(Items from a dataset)
────────────────

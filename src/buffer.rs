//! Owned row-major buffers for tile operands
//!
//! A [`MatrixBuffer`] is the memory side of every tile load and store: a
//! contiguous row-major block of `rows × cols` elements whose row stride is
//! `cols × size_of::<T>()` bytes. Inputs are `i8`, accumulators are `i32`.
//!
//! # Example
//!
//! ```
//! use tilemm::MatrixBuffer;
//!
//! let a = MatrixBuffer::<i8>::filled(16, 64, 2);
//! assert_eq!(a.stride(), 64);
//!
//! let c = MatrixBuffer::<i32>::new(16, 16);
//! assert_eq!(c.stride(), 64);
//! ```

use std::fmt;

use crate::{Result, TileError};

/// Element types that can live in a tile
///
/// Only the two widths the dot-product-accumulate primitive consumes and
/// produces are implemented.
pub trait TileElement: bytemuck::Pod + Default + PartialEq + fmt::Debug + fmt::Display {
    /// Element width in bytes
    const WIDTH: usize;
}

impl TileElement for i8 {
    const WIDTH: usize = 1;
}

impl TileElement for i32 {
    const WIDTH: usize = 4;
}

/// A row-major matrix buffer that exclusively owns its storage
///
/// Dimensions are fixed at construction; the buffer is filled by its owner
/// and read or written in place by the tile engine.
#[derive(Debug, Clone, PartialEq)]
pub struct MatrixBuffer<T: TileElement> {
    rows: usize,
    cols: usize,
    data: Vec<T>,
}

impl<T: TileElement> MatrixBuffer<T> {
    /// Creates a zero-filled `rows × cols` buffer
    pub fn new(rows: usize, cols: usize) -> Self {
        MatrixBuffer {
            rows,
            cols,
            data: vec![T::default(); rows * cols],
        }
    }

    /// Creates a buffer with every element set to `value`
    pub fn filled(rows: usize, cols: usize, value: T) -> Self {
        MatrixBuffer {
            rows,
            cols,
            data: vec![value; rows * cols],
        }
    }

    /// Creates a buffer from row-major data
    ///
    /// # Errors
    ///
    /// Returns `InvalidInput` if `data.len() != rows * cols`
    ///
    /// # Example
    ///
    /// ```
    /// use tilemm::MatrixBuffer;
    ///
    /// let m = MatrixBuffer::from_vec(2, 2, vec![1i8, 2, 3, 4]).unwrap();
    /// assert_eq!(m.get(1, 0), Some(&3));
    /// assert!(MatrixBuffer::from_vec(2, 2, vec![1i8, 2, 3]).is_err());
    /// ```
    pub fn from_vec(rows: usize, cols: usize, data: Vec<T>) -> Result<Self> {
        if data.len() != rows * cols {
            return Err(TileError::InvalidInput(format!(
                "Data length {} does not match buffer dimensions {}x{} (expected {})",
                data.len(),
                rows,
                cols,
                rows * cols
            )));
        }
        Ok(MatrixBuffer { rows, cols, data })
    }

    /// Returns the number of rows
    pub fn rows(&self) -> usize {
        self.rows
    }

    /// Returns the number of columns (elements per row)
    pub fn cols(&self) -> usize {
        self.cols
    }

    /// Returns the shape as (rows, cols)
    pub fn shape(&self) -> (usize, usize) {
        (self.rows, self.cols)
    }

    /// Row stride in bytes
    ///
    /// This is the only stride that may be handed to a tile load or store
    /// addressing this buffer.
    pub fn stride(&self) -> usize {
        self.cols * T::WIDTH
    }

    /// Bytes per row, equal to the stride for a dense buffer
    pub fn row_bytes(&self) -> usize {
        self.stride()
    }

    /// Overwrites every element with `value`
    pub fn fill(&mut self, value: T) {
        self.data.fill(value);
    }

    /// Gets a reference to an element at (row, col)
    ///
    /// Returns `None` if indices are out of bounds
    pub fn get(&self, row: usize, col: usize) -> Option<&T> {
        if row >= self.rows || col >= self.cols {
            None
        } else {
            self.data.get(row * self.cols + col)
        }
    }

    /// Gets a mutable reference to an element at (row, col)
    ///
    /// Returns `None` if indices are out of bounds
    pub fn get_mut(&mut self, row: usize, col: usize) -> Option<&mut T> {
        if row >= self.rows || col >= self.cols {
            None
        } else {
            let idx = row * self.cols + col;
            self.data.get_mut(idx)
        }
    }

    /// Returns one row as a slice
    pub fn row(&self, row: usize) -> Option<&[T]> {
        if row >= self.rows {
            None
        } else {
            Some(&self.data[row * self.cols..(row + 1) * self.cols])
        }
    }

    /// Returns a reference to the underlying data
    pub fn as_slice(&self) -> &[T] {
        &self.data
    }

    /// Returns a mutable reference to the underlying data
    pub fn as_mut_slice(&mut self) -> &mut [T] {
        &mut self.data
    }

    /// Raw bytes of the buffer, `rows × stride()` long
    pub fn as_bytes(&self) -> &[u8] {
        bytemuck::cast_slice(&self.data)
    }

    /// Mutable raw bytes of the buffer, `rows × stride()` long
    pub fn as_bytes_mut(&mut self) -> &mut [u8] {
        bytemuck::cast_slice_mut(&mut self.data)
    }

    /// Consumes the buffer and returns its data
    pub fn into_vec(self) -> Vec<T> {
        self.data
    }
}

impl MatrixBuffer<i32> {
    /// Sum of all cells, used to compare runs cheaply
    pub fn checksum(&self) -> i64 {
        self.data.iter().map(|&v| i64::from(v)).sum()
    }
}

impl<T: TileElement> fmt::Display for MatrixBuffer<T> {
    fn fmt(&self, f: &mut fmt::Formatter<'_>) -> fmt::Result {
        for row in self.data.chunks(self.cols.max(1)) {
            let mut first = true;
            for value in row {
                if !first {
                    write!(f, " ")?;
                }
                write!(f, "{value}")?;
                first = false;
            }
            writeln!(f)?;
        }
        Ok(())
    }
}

────────────────

Say how many lines in the data above contain the string "TileElement", and give no other output.

**Task response:** 6